(Stored dataset items)

* * *

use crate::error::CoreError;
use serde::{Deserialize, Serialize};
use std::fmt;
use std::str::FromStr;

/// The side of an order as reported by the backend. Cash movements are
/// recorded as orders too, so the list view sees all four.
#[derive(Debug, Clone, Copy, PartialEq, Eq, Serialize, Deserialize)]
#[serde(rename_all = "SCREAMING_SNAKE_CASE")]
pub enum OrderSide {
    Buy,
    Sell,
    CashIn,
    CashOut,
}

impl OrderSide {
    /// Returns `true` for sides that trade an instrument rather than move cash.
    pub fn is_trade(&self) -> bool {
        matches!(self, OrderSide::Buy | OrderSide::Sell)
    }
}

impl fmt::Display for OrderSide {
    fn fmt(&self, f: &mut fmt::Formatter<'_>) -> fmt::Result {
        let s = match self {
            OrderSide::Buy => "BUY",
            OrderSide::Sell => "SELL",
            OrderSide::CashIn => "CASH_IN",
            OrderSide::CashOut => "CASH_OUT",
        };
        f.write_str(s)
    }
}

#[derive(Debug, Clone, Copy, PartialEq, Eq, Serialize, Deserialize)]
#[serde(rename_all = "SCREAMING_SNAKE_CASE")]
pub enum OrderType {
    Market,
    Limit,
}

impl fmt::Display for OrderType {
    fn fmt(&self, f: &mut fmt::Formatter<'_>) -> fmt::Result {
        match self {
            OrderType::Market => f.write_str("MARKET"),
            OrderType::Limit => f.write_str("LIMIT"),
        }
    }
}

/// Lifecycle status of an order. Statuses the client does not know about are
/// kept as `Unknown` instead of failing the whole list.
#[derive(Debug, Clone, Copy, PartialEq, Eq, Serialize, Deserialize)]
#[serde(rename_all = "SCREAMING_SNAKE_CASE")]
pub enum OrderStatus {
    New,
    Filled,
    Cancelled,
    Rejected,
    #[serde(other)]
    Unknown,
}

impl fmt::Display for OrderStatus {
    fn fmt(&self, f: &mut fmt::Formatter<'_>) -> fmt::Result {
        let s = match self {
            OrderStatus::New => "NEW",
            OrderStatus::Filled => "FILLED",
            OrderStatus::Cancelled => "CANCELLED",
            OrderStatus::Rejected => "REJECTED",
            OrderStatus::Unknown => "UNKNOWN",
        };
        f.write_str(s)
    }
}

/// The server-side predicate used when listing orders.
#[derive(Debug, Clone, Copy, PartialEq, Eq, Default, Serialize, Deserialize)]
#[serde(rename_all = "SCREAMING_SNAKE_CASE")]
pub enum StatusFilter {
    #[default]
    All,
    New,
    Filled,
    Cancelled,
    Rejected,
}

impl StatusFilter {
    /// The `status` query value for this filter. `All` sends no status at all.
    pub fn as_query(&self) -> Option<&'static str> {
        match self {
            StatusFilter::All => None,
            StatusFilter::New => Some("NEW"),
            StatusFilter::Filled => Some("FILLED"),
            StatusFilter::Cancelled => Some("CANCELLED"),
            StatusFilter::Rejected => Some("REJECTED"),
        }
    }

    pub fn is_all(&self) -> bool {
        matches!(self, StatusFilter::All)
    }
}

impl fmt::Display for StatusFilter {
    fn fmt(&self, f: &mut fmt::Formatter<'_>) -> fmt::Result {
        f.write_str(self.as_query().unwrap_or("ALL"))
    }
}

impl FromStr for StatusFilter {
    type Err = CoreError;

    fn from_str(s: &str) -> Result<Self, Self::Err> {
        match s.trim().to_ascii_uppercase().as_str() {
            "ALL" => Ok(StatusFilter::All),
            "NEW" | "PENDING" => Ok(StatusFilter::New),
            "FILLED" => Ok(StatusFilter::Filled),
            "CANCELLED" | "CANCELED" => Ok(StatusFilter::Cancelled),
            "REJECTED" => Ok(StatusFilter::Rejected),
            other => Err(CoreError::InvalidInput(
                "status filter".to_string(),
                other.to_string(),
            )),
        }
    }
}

* * *

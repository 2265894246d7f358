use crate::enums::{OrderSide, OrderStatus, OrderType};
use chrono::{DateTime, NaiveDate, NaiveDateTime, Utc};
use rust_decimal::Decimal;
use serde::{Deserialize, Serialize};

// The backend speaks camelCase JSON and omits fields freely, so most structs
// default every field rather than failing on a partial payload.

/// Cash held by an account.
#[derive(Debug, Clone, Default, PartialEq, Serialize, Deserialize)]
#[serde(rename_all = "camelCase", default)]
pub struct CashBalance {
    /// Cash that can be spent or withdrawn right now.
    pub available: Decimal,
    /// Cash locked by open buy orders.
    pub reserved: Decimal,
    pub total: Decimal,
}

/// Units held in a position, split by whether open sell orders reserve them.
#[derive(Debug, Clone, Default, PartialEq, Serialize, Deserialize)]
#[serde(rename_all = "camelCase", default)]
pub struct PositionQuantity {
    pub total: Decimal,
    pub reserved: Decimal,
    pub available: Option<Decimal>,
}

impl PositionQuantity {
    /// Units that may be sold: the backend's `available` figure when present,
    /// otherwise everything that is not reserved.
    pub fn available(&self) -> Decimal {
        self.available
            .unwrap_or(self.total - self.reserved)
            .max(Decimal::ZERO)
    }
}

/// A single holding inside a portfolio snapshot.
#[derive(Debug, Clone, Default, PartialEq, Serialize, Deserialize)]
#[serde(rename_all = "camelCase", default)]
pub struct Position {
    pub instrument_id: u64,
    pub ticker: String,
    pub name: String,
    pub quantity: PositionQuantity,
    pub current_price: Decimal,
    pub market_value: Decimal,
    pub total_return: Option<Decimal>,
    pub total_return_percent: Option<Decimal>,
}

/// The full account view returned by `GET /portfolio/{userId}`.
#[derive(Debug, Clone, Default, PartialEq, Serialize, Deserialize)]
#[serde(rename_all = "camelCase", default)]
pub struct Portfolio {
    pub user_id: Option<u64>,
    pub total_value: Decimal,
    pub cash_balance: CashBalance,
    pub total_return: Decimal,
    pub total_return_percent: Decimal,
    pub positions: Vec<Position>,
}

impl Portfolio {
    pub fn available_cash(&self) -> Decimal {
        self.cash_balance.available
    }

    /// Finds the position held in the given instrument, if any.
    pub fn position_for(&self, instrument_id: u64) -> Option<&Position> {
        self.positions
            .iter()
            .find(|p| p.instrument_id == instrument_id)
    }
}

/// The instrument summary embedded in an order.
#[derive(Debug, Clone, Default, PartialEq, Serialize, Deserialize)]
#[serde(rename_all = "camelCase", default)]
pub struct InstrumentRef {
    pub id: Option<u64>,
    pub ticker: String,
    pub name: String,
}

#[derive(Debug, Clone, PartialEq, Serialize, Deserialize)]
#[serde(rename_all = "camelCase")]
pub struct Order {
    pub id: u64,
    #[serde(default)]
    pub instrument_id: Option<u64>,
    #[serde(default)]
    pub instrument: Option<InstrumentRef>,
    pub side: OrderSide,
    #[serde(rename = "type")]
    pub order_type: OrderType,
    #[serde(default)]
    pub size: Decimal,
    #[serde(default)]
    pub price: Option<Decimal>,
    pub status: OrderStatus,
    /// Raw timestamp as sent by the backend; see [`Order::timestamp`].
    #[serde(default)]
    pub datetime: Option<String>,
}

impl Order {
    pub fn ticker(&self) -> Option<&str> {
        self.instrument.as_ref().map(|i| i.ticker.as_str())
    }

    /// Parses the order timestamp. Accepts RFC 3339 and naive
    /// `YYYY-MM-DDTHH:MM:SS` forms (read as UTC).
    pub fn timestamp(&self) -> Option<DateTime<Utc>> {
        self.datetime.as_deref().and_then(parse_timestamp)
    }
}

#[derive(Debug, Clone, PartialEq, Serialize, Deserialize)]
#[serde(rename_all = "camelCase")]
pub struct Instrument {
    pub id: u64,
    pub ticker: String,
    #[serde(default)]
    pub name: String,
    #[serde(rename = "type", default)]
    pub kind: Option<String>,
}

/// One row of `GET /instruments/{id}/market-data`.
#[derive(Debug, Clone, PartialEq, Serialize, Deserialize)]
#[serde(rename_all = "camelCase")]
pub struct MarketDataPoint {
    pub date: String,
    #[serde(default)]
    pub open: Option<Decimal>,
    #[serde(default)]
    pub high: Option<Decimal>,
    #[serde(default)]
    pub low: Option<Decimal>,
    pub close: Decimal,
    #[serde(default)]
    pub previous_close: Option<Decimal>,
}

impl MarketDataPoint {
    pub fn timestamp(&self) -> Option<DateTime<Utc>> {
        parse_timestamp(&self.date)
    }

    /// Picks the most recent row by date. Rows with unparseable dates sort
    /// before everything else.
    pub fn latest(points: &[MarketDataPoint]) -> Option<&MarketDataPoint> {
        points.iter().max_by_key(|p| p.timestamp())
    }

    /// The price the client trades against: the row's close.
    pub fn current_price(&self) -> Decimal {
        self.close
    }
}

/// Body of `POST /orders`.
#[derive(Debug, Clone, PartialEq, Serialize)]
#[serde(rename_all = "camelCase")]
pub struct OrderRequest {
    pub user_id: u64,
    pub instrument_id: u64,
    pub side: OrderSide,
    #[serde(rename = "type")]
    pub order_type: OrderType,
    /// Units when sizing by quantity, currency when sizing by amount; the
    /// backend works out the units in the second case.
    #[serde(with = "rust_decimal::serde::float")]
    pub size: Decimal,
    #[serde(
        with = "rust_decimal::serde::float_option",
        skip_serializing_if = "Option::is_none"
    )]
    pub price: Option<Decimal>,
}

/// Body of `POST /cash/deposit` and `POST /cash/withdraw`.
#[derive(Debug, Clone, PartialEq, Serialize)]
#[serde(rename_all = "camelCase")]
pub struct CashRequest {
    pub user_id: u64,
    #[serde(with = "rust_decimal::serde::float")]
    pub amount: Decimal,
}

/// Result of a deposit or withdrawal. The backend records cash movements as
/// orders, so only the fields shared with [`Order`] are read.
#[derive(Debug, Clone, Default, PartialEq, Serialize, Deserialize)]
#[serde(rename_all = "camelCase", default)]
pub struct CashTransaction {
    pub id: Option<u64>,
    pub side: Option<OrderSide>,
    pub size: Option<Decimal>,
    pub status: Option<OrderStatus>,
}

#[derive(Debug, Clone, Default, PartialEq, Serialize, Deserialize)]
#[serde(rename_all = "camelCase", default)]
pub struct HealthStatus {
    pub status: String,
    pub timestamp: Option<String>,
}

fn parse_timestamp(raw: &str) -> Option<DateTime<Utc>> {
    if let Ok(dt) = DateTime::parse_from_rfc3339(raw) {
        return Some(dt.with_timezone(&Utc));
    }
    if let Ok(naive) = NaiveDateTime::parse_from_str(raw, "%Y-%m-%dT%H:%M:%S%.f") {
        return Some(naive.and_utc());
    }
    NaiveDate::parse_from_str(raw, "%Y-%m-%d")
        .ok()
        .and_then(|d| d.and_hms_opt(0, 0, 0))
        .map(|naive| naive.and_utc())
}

* * *

[What is needed] Pull every line with the word "Limit" from the data.

[Answer]
    Limit,
            OrderType::Limit => f.write_str("LIMIT"),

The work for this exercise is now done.